I tested three torus (see in the preprint): a thin 36 cm tire, a 42 cm tire (internal diameter 24 cm), and a 85 cm buoy.
The 42 cm diameter tire was better due to its proportions, neither too thin nor too fat. The rpm of the propeller was 1.1 to 1.3 higher in the tire (measurements by rpm-check after those by anemometers). If the cube of wind velocity applies as expected, the power would be between 1.3 and 2.2 times higher, which is not too bad for a simple thing which is primarily a protection for the turbine, and which would allow easier stacking of the turbines.
Note: where the torus (tire) was tilted, even little, its efficiency dropped drastically. Thus, I don’t see how a longer tilted tube could be efficient in regard to the wind turbine inside.
They apply formulas, only seeing the problems afterwards, realizing then that the formulas were not complete.
You will soon see that what is called a crosswind kite (including FlygenKite) is not so advantageous. If you add the weight, that becomes impossible.
Although this device was initially designed to be lifted by a balloon or a lifter kite, it can also fly on its own, inflated with helium or hydrogen.
The sketch below depicts a torus with the same proportions as the 42 cm diameter tube that proved to be the most efficient. A torus can include a single wind turbine or several smaller turbines to lighten the overall structure.
Trains of torus with wind turbine(s) are also shown, as well as torus connected to each other. All variants can be combined with the devices with kites or aerostats described below.
For a first calculation, we will assume an outer diameter of 22 m, and an inner diameter of 12.57 m, tube diameter of 4.715 m, volume 948 m³ leading to a lift of 999 kg with helium and 1137 kg with hydrogen, would weigh (0.16 kg/m²) about 130 kg without the fixations. A wind turbine of 12 m diameter (113 m²) would weigh 1.3 T [14], but four smaller windturbines [15] installed on an inner frame could weigh about 40% less, due to an approximation of the square-cube law penalizing the mass by the cube when the dimensions increase. Thus, four wind turbines totalizing 800 kg could be lifted narrowly, and more largely if the generators (more powerful due to both stronger winds and shroud effect) are studied to be lighter.

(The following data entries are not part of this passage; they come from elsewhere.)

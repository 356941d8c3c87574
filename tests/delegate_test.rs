mod common;

use std::fs;
use std::os::unix::fs::PermissionsExt;

use serde_json::json;

use hostbr::netlink::LinkRepository;
use hostbr::BridgePlugin;

use common::{bridged_host, cmd_args, pod_namespace, POD_ARGS};

// Records its environment and stdin next to itself, then prints a result.
const FAKE_BRIDGE: &str = r#"#!/bin/sh
dir=$(dirname "$0")
cat > "$dir/stdin.json"
echo "$CNI_COMMAND $CNI_CONTAINERID $CNI_IFNAME" > "$dir/env.txt"
echo '{"cniVersion":"0.3.1","interfaces":[{"name":"eth0","sandbox":"/var/run/netns/cni-test"}],"ips":[{"version":"4","interface":0,"address":"192.168.1.60/24","gateway":"192.168.1.1"}],"routes":[{"dst":"0.0.0.0/0","gw":"192.168.1.1"}]}'
"#;

// Runs as the only test in this binary so no concurrent fork can hold the
// script open for writing when it is executed.
#[tokio::test]
async fn delegate_result_is_republished() {
    let bin = tempfile::tempdir().unwrap();
    let plugin_path = bin.path().join("bridge");
    fs::write(&plugin_path, FAKE_BRIDGE).unwrap();
    fs::set_permissions(&plugin_path, fs::Permissions::from_mode(0o755)).unwrap();

    let host = bridged_host().await;
    let (namespaces, pod) = pod_namespace("192.168.1.60/24").await;
    let delegate = json!({
        "type": "bridge",
        "bridge": "br0",
        "isGateway": false,
        "ipam": {"type": "dhcp"}
    });
    let conf = json!({
        "cniVersion": "0.3.1",
        "name": "hostbr",
        "type": "hostbr",
        "delegate": delegate,
    });
    let args = cmd_args(conf, POD_ARGS, bin.path().to_str().unwrap());

    let result = BridgePlugin::new(args, &host, &namespaces)
        .add_network()
        .await
        .unwrap();

    let stdin = fs::read(bin.path().join("stdin.json")).unwrap();
    let sent: serde_json::Value = serde_json::from_slice(&stdin).unwrap();
    assert_eq!(sent, delegate);
    let env = fs::read_to_string(bin.path().join("env.txt")).unwrap();
    assert_eq!(env.trim(), "ADD 3f2a9c eth0");

    let printed = serde_json::to_value(&result).unwrap();
    assert_eq!(
        printed,
        json!({
            "cniVersion": "0.3.1",
            "interfaces": [{"name": "eth0", "sandbox": "/var/run/netns/cni-test"}],
            "ips": [{
                "version": "4",
                "interface": 0,
                "address": "192.168.1.60/24",
                "gateway": "192.168.1.1"
            }],
            "routes": [{"dst": "0.0.0.0/0", "gw": "192.168.1.1"}]
        })
    );

    let eth0 = pod.link_by_name("eth0").await.unwrap();
    assert!(pod
        .routes(Some(&eth0))
        .await
        .unwrap()
        .iter()
        .any(|r| r.destination == "10.96.0.0/12".parse().unwrap()));
}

Now a giant torus of inner diameter of 100 m and outer diameter of 175 m, tube diameter of 37.5 m, weighing (0.25 kg/m² plus rigid structure) about 13 T and more since this large torus should be rigidified (like the beams supporting the turbine), volume 477,095 m³ leading to a lift of 502 T with helium and 571 T with hydrogen, could largely lift this 2 MW wind turbine [16], even by taking account of heavier blades and more powerful generator to reach about 27.5 MW with 20 m/s wind speed and the torus shroud doubling the power, allowing a good elevation angle even with strong winds. The device would be lighter with smaller wind turbines, as indicated above, but the advantage of a lesser mass could be destroyed by the requirement of many elements.

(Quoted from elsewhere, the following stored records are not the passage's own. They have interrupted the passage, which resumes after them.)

//! Scoped network namespace entry.
//!
//! A namespace switch applies to the calling thread only. [`NetnsGuard`]
//! records the thread's namespace, switches to the target and switches back
//! when dropped, whichever way the scope is left. The guard is `!Send`: it has
//! to be dropped on the thread that created it, and that thread must not run
//! unrelated namespace-sensitive work while the guard is alive. Callers that
//! hold a guard across `.await` points must drive the future on a
//! current-thread runtime.

use std::marker::PhantomData;
use std::os::unix::io::RawFd;
use std::path::{Path, PathBuf};

use nix::fcntl::{open, OFlag};
use nix::sched::{setns, CloneFlags};
use nix::sys::stat::Mode;
use nix::unistd::close;
use thiserror::Error;
use tracing::{debug, error};

use super::{LinkError, LinkRepository, RtnetlinkLinks};

const THREAD_NETNS: &str = "/proc/thread-self/ns/net";

#[derive(Debug, Error)]
pub enum NetnsError {
    #[error("failed to open network namespace {}: {source}", path.display())]
    Open { path: PathBuf, source: nix::Error },

    #[error("failed to switch to network namespace {}: {source}", path.display())]
    Switch { path: PathBuf, source: nix::Error },

    #[error(transparent)]
    Connect(#[from] LinkError),
}

/// Keeps the calling thread inside a network namespace until dropped.
pub struct NetnsGuard {
    original: RawFd,
    path: PathBuf,
    _not_send: PhantomData<*const ()>,
}

impl NetnsGuard {
    pub fn enter(path: &Path) -> Result<Self, NetnsError> {
        let original = open(THREAD_NETNS, OFlag::O_RDONLY | OFlag::O_CLOEXEC, Mode::empty())
            .map_err(|source| NetnsError::Open {
                path: PathBuf::from(THREAD_NETNS),
                source,
            })?;

        let target = match open(path, OFlag::O_RDONLY | OFlag::O_CLOEXEC, Mode::empty()) {
            Ok(fd) => fd,
            Err(source) => {
                let _ = close(original);
                return Err(NetnsError::Open {
                    path: path.to_path_buf(),
                    source,
                });
            }
        };

        let switched = setns(target, CloneFlags::CLONE_NEWNET);
        let _ = close(target);
        if let Err(source) = switched {
            let _ = close(original);
            return Err(NetnsError::Switch {
                path: path.to_path_buf(),
                source,
            });
        }

        debug!("entered network namespace {}", path.display());
        Ok(Self {
            original,
            path: path.to_path_buf(),
            _not_send: PhantomData,
        })
    }

    pub fn path(&self) -> &Path {
        &self.path
    }
}

impl Drop for NetnsGuard {
    fn drop(&mut self) {
        match setns(self.original, CloneFlags::CLONE_NEWNET) {
            Ok(()) => debug!("left network namespace {}", self.path.display()),
            // The thread is stranded in the pod namespace; nothing else may run on it.
            Err(e) => error!(
                "failed to restore original network namespace after {}: {}",
                self.path.display(),
                e
            ),
        }
        let _ = close(self.original);
    }
}

/// A link repository bound to another namespace for the lifetime of the scope.
///
/// The repository is dropped before the guard, so its socket is closed before
/// the thread returns to the original namespace.
pub struct Entered<L> {
    links: L,
    _guard: Option<NetnsGuard>,
}

impl<L: LinkRepository> Entered<L> {
    pub fn new(links: L, guard: Option<NetnsGuard>) -> Self {
        Self {
            links,
            _guard: guard,
        }
    }

    pub fn links(&self) -> &L {
        &self.links
    }
}

/// Opens link repositories inside other network namespaces.
pub trait Namespaces: Send + Sync {
    type Links: LinkRepository;

    fn enter(&self, path: &Path) -> Result<Entered<Self::Links>, NetnsError>;
}

/// Real namespaces under `/proc` or `/var/run/netns`.
#[derive(Debug, Default, Clone, Copy)]
pub struct HostNamespaces;

impl Namespaces for HostNamespaces {
    type Links = RtnetlinkLinks;

    fn enter(&self, path: &Path) -> Result<Entered<RtnetlinkLinks>, NetnsError> {
        let guard = NetnsGuard::enter(path)?;
        // The socket must be created while the thread sits in the target namespace.
        let links = RtnetlinkLinks::connect()?;
        Ok(Entered::new(links, Some(guard)))
    }
}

An example of a torus with an inner diameter of 5.5 m and an outer diameter of 9.625 m, a tube diameter of 2.0626 m, a surface aera of about 154 m² leading to a weight of 23.1 kg (0.15 kg/m²) without the fixations, a volume of about 79 m³ leading to a lift of 86.66 kg with helium and 94.24 kg with hydrogen, could be in aerostatic equilibrium by carrying a wind turbine with a rotor diameter of 5 m, including a generator weighing 43.1 kg and producing a continuous power of 82 kW [21] in air cooled version, at a much lower rpm than the 1400 rpm at the 145 kW peak power, the tip speed of the blade being a little over 200 m/s. The swept area is 19.625 m², the wind power could match the 82 kW of the generator [21] with a wind speed of 21 m/s (in LLJs), an air density of 1.2, and the shroud effect of the torus increasing the power by 2 times the initial power of the wind turbine. The lifter kite adds aerodynamic lift.
All these examples sound promising, however, as the saying goes, “the devil is in the details”. I see so many versions described it’s enough to make my head spin. One thing i think I noticed was the claimed power output of a generator was at a much higher rpm than a wind turbine could spin it. Other aspects include whether the stated output levels are for real, and/or could be maintained for hours or days on end without overheating. Also, it’s been found that shrouded turbines need higher-solidity rotors to reduce the Mach number in high winds. This adds weight while reducing efficiency. Then there is the mass of the supporting structure for the turbine. Some of these and other considerations would become evident if a prototype were built and run. Maybe a lighter turbine could be used for low winds and the torus tilted in higher winds to spill the extra power. This might at least get something running. Anyway, it would all start with a model of high enough quality to be taken seriously, that could actually be flown and run and produce steady-state power, for hours, on a nice, windy day. The scale need not be huge, but the quality would have to go beyond the level of experimental toy components. Still, such high-quality components are easily available, and I see nothing stopping one from being constructed. As to whether the stated numbers could be met, and still make it lighter than air, remains to be seen, but certainly, a light-duty turbine at some level of output could be lifted by a torus of some size!
I experimented a tilted torus: the efficiency dropped drastically, even with small tilt. And an AWES should be able to exploit very strong winds, otherwise what is its use (unless you rely on the average load factor all the time)?
That said tilting the torus-turbine can be a way to avoid overspeed.
Yes, probably. Happily the torus is an efficent shroud, but not too much!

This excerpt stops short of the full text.